--- What you have to do ---
Copy all the records exactly; the complete set is the expected result.

(Saved data entries)

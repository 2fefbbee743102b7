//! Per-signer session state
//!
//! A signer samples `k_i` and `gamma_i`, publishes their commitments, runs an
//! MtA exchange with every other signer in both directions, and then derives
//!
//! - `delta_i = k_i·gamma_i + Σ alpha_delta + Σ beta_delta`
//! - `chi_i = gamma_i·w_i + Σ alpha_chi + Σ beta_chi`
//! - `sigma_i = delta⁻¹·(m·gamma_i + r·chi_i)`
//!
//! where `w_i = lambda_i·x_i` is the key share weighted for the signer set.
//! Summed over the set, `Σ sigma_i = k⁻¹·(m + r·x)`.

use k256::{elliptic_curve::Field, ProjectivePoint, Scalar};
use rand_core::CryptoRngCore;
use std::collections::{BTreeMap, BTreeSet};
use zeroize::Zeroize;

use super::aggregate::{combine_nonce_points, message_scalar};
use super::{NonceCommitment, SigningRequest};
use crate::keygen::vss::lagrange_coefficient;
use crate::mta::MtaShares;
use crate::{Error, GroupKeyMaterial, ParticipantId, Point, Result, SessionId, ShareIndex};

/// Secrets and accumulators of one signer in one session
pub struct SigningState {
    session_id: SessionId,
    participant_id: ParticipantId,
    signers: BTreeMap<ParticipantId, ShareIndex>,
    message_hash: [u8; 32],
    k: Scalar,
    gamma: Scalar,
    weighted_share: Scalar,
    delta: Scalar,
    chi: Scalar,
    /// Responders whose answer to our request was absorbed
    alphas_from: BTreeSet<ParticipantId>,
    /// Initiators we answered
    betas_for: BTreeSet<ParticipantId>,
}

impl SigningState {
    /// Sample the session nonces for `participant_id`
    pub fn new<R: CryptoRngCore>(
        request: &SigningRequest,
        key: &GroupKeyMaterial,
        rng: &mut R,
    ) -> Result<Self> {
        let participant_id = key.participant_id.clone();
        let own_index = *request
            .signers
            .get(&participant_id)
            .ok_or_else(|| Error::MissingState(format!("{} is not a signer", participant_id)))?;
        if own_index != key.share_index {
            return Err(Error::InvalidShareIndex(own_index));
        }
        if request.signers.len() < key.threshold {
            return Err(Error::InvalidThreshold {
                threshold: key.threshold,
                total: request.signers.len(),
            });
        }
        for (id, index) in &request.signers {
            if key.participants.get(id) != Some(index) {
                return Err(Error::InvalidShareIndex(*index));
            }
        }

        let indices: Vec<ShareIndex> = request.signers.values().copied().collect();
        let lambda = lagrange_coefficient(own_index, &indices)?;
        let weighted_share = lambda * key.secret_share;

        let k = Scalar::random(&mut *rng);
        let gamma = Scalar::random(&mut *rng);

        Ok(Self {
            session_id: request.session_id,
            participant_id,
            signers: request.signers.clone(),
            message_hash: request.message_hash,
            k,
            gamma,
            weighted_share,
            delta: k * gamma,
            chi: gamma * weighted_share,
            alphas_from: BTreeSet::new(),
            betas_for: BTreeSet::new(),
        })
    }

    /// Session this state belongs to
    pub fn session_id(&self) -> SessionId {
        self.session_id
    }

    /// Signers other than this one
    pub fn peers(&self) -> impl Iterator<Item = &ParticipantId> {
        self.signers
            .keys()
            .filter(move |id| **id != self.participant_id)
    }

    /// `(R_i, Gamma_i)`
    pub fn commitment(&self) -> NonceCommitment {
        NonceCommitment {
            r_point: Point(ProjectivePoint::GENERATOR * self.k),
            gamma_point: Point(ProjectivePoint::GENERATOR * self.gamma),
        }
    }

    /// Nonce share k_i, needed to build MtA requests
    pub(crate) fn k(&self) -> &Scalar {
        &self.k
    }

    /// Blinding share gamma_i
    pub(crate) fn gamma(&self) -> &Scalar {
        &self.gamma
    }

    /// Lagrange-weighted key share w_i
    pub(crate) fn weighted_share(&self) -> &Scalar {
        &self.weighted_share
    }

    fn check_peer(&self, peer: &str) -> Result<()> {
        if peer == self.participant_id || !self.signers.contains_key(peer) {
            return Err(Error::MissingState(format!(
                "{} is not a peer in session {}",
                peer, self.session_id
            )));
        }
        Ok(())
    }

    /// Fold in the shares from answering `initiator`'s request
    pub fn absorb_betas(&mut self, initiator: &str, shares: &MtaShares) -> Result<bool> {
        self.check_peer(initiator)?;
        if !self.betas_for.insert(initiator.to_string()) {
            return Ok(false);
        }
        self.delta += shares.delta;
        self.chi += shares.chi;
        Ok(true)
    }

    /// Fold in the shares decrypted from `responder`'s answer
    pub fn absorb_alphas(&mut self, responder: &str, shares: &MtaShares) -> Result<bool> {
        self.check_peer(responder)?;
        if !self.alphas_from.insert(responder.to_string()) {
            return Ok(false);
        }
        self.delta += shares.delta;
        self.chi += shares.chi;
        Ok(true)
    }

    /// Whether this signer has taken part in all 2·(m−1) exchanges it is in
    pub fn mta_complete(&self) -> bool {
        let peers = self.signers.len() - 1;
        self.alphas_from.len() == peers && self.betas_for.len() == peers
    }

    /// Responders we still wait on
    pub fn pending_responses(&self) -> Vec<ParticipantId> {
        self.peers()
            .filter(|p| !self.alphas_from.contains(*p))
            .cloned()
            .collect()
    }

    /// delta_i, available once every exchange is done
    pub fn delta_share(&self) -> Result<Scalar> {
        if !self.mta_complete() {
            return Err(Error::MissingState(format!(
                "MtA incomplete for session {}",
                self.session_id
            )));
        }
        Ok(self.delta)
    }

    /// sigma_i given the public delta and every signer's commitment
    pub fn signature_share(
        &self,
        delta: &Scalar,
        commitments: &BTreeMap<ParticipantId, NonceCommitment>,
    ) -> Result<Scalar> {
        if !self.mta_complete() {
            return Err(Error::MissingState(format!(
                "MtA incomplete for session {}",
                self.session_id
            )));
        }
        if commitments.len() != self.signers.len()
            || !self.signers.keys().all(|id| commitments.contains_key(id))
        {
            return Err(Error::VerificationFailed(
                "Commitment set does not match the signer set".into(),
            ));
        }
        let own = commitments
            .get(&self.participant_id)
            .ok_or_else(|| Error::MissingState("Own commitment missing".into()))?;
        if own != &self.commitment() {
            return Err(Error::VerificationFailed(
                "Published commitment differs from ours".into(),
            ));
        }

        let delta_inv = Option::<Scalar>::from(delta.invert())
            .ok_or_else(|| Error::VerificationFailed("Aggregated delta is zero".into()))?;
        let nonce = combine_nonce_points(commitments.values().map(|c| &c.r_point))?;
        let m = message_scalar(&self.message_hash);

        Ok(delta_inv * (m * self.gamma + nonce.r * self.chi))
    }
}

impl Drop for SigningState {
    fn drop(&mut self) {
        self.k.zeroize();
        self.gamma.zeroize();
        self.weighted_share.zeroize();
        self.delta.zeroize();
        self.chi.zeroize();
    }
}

--- Response to the exercise ---
repository 2fefbbee743102b7
//! Per-signer session state
//!
//! A signer samples `k_i` and `gamma_i`, publishes their commitments, runs an
//! MtA exchange with every other signer in both directions, and then derives
//!
//! - `delta_i = k_i·gamma_i + Σ alpha_delta + Σ beta_delta`
//! - `chi_i = gamma_i·w_i + Σ alpha_chi + Σ beta_chi`
//! - `sigma_i = delta⁻¹·(m·gamma_i + r·chi_i)`
//!
//! where `w_i = lambda_i·x_i` is the key share weighted for the signer set.
//! Summed over the set, `Σ sigma_i = k⁻¹·(m + r·x)`.

use k256::{elliptic_curve::Field, ProjectivePoint, Scalar};
use rand_core::CryptoRngCore;
use std::collections::{BTreeMap, BTreeSet};
use zeroize::Zeroize;

use super::aggregate::{combine_nonce_points, message_scalar};
use super::{NonceCommitment, SigningRequest};
use crate::keygen::vss::lagrange_coefficient;
use crate::mta::MtaShares;
use crate::{Error, GroupKeyMaterial, ParticipantId, Point, Result, SessionId, ShareIndex};

/// Secrets and accumulators of one signer in one session
pub struct SigningState {
    session_id: SessionId,
    participant_id: ParticipantId,
    signers: BTreeMap<ParticipantId, ShareIndex>,
    message_hash: [u8; 32],
    k: Scalar,
    gamma: Scalar,
    weighted_share: Scalar,
    delta: Scalar,
    chi: Scalar,
    /// Responders whose answer to our request was absorbed
    alphas_from: BTreeSet<ParticipantId>,
    /// Initiators we answered
    betas_for: BTreeSet<ParticipantId>,
}

impl SigningState {
    /// Sample the session nonces for `participant_id`
    pub fn new<R: CryptoRngCore>(
        request: &SigningRequest,
        key: &GroupKeyMaterial,
        rng: &mut R,
    ) -> Result<Self> {
        let participant_id = key.participant_id.clone();
        let own_index = *request
            .signers
            .get(&participant_id)
            .ok_or_else(|| Error::MissingState(format!("{} is not a signer", participant_id)))?;
        if own_index != key.share_index {
            return Err(Error::InvalidShareIndex(own_index));
        }
        if request.signers.len() < key.threshold {
            return Err(Error::InvalidThreshold {
                threshold: key.threshold,
                total: request.signers.len(),
            });
        }
        for (id, index) in &request.signers {
            if key.participants.get(id) != Some(index) {
                return Err(Error::InvalidShareIndex(*index));
            }
        }

        let indices: Vec<ShareIndex> = request.signers.values().copied().collect();
        let lambda = lagrange_coefficient(own_index, &indices)?;
        let weighted_share = lambda * key.secret_share;

        let k = Scalar::random(&mut *rng);
        let gamma = Scalar::random(&mut *rng);

        Ok(Self {
            session_id: request.session_id,
            participant_id,
            signers: request.signers.clone(),
            message_hash: request.message_hash,
            k,
            gamma,
            weighted_share,
            delta: k * gamma,
            chi: gamma * weighted_share,
            alphas_from: BTreeSet::new(),
            betas_for: BTreeSet::new(),
        })
    }

    /// Session this state belongs to
    pub fn session_id(&self) -> SessionId {
        self.session_id
    }

    /// Signers other than this one
    pub fn peers(&self) -> impl Iterator<Item = &ParticipantId> {
        self.signers
            .keys()
            .filter(move |id| **id != self.participant_id)
    }

    /// `(R_i, Gamma_i)`
    pub fn commitment(&self) -> NonceCommitment {
        NonceCommitment {
            r_point: Point(ProjectivePoint::GENERATOR * self.k),
            gamma_point: Point(ProjectivePoint::GENERATOR * self.gamma),
        }
    }

    /// Nonce share k_i, needed to build MtA requests
    pub(crate) fn k(&self) -> &Scalar {
        &self.k
    }

    /// Blinding share gamma_i
    pub(crate) fn gamma(&self) -> &Scalar {
        &self.gamma
    }

    /// Lagrange-weighted key share w_i
    pub(crate) fn weighted_share(&self) -> &Scalar {
        &self.weighted_share
    }

    fn check_peer(&self, peer: &str) -> Result<()> {
        if peer == self.participant_id || !self.signers.contains_key(peer) {
            return Err(Error::MissingState(format!(
                "{} is not a peer in session {}",
                peer, self.session_id
            )));
        }
        Ok(())
    }

    /// Fold in the shares from answering `initiator`'s request
    pub fn absorb_betas(&mut self, initiator: &str, shares: &MtaShares) -> Result<bool> {
        self.check_peer(initiator)?;
        if !self.betas_for.insert(initiator.to_string()) {
            return Ok(false);
        }
        self.delta += shares.delta;
        self.chi += shares.chi;
        Ok(true)
    }

    /// Fold in the shares decrypted from `responder`'s answer
    pub fn absorb_alphas(&mut self, responder: &str, shares: &MtaShares) -> Result<bool> {
        self.check_peer(responder)?;
        if !self.alphas_from.insert(responder.to_string()) {
            return Ok(false);
        }
        self.delta += shares.delta;
        self.chi += shares.chi;
        Ok(true)
    }

    /// Whether this signer has taken part in all 2·(m−1) exchanges it is in
    pub fn mta_complete(&self) -> bool {
        let peers = self.signers.len() - 1;
        self.alphas_from.len() == peers && self.betas_for.len() == peers
    }

    /// Responders we still wait on
    pub fn pending_responses(&self) -> Vec<ParticipantId> {
        self.peers()
            .filter(|p| !self.alphas_from.contains(*p))
            .cloned()
            .collect()
    }

    /// delta_i, available once every exchange is done
    pub fn delta_share(&self) -> Result<Scalar> {
        if !self.mta_complete() {
            return Err(Error::MissingState(format!(
                "MtA incomplete for session {}",
                self.session_id
            )));
        }
        Ok(self.delta)
    }

    /// sigma_i given the public delta and every signer's commitment
    pub fn signature_share(
        &self,
        delta: &Scalar,
        commitments: &BTreeMap<ParticipantId, NonceCommitment>,
    ) -> Result<Scalar> {
        if !self.mta_complete() {
            return Err(Error::MissingState(format!(
                "MtA incomplete for session {}",
                self.session_id
            )));
        }
        if commitments.len() != self.signers.len()
            || !self.signers.keys().all(|id| commitments.contains_key(id))
        {
            return Err(Error::VerificationFailed(
                "Commitment set does not match the signer set".into(),
            ));
        }
        let own = commitments
            .get(&self.participant_id)
            .ok_or_else(|| Error::MissingState("Own commitment missing".into()))?;
        if own != &self.commitment() {
            return Err(Error::VerificationFailed(
                "Published commitment differs from ours".into(),
            ));
        }

        let delta_inv = Option::<Scalar>::from(delta.invert())
            .ok_or_else(|| Error::VerificationFailed("Aggregated delta is zero".into()))?;
        let nonce = combine_nonce_points(commitments.values().map(|c| &c.r_point))?;
        let m = message_scalar(&self.message_hash);

        Ok(delta_inv * (m * self.gamma + nonce.r * self.chi))
    }
}

impl Drop for SigningState {
    fn drop(&mut self) {
        self.k.zeroize();
        self.gamma.zeroize();
        self.weighted_share.zeroize();
        self.delta.zeroize();
        self.chi.zeroize();
    }
}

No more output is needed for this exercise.